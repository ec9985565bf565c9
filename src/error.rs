//! Error types for the drag sensor.

use thiserror::Error;

/// Result type alias for dragsense operations.
pub type Result<T> = std::result::Result<T, Error>;

/// Errors that can occur while driving a pointer sensor.
#[derive(Debug, Error)]
pub enum Error {
    /// A pointer-down reached a sensor that is already pending or dragging.
    ///
    /// This is a caller bug: the host routed a second pointer-down to a
    /// sensor without waiting for the first gesture to finish.
    #[error("sensor is already capturing a gesture")]
    AlreadyCapturing,

    /// The capture marshal was claimed while already claimed.
    #[error("pointer-down has already been claimed by another sensor")]
    AlreadyClaimed,

    /// A sensor option is out of range.
    #[error("invalid sensor option: {0}")]
    InvalidOption(String),

    /// Failed to save, load or replay a gesture recording.
    #[error("recording error: {0}")]
    Recording(String),
}
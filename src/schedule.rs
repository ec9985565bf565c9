//! Frame-coalesced delivery of drag movement.

use crate::event::Position;

/// Throttles movement notifications to at most one per scheduling tick.
pub trait MovementScheduler {
    /// Enqueue the latest point, replacing any point not yet delivered.
    fn schedule(&mut self, point: Position);

    /// Take the point due for delivery on this tick, if any.
    fn take(&mut self) -> Option<Position>;

    /// Discard any pending delivery. Safe to call with nothing scheduled.
    fn cancel(&mut self);
}

/// Default [`MovementScheduler`] holding only the most recent point.
///
/// The host calls [`PointerSensor::on_frame`](crate::PointerSensor::on_frame)
/// once per animation frame; intermediate points are dropped.
#[derive(Debug, Clone, Default)]
pub struct FrameScheduler {
    pending: Option<Position>,
    dropped: u64,
}

impl FrameScheduler {
    /// Create an empty scheduler.
    pub fn new() -> Self {
        Self::default()
    }

    /// Check whether a delivery is waiting for the next tick.
    pub fn is_scheduled(&self) -> bool {
        self.pending.is_some()
    }

    /// Number of stale points replaced before delivery.
    pub fn dropped_count(&self) -> u64 {
        self.dropped
    }
}

impl MovementScheduler for FrameScheduler {
    fn schedule(&mut self, point: Position) {
        if self.pending.replace(point).is_some() {
            self.dropped += 1;
        }
    }

    fn take(&mut self) -> Option<Position> {
        self.pending.take()
    }

    fn cancel(&mut self) {
        self.pending = None;
    }
}
//! Suppression of the click synthesized after a drag release.
//!
//! Platforms fire a click after a press and release even when the pointer
//! travelled far in between. After a drag that click must not reach the rest
//! of the UI, so the sensor arms a guard on every drag stop.

use crate::event::{EventType, PointerEvent};

/// Post-drag click suppression, as consumed by the sensor.
pub trait ClickGuard {
    /// Arm suppression of exactly one subsequent click.
    fn prevent_next(&mut self);

    /// Release any pending suppression immediately.
    fn abort(&mut self);
}

/// Default [`ClickGuard`]: a one-shot flag consumed by the next click.
#[derive(Debug, Clone, Default)]
pub struct ClickBlocker {
    armed: bool,
    suppressed: u64,
}

impl ClickBlocker {
    /// Create a disarmed blocker.
    pub fn new() -> Self {
        Self::default()
    }

    /// Check whether the next click will be suppressed.
    pub fn is_armed(&self) -> bool {
        self.armed
    }

    /// Number of clicks suppressed so far.
    pub fn suppressed_count(&self) -> u64 {
        self.suppressed
    }

    /// Offer a click to the blocker.
    ///
    /// Returns `true` when the click was swallowed; its default action and
    /// propagation are stopped and the blocker disarms. Non-click events are
    /// never touched.
    pub fn filter_click(&mut self, event: &mut PointerEvent) -> bool {
        if event.event_type != EventType::Click || !self.armed {
            return false;
        }

        self.armed = false;
        self.suppressed += 1;
        event.prevent_default();
        event.stop_propagation();
        log::trace!("suppressed post-drag click");
        true
    }
}

impl ClickGuard for ClickBlocker {
    fn prevent_next(&mut self) {
        self.armed = true;
    }

    fn abort(&mut self) {
        self.armed = false;
    }
}

#[cfg(test)]
mod tests {
    use super::*;

    #[test]
    fn test_suppresses_exactly_one_click() {
        let mut blocker = ClickBlocker::new();
        blocker.prevent_next();

        let mut first = PointerEvent::click(1.0, 1.0);
        assert!(blocker.filter_click(&mut first));
        assert!(first.default_prevented);
        assert!(first.propagation_stopped);

        let mut second = PointerEvent::click(1.0, 1.0);
        assert!(!blocker.filter_click(&mut second));
        assert!(!second.default_prevented);
        assert_eq!(blocker.suppressed_count(), 1);
    }

    #[test]
    fn test_abort_disarms() {
        let mut blocker = ClickBlocker::new();
        blocker.prevent_next();
        blocker.abort();
        assert!(!blocker.is_armed());

        let mut click = PointerEvent::click(0.0, 0.0);
        assert!(!blocker.filter_click(&mut click));
    }

    #[test]
    fn test_ignores_non_click_events() {
        let mut blocker = ClickBlocker::new();
        blocker.prevent_next();

        let mut up = PointerEvent::pointer_up(0.0, 0.0);
        assert!(!blocker.filter_click(&mut up));
        assert!(blocker.is_armed());
    }
}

---------------

# Description of the task
The response must repeat exactly the lines from the top of the material through the line containing "not yet delivered.", both included, with no other output.

# Answer
repository ec9985565bf565c9
filename src/error.rs
//! Error types for the drag sensor.

use thiserror::Error;

/// Result type alias for dragsense operations.
pub type Result<T> = std::result::Result<T, Error>;

/// Errors that can occur while driving a pointer sensor.
#[derive(Debug, Error)]
pub enum Error {
    /// A pointer-down reached a sensor that is already pending or dragging.
    ///
    /// This is a caller bug: the host routed a second pointer-down to a
    /// sensor without waiting for the first gesture to finish.
    #[error("sensor is already capturing a gesture")]
    AlreadyCapturing,

    /// The capture marshal was claimed while already claimed.
    #[error("pointer-down has already been claimed by another sensor")]
    AlreadyClaimed,

    /// A sensor option is out of range.
    #[error("invalid sensor option: {0}")]
    InvalidOption(String),

    /// Failed to save, load or replay a gesture recording.
    #[error("recording error: {0}")]
    Recording(String),
}
filename src/schedule.rs
repository ec9985565bf565c9
//! Frame-coalesced delivery of drag movement.

use crate::event::Position;

/// Throttles movement notifications to at most one per scheduling tick.
pub trait MovementScheduler {
    /// Enqueue the latest point, replacing any point not yet delivered.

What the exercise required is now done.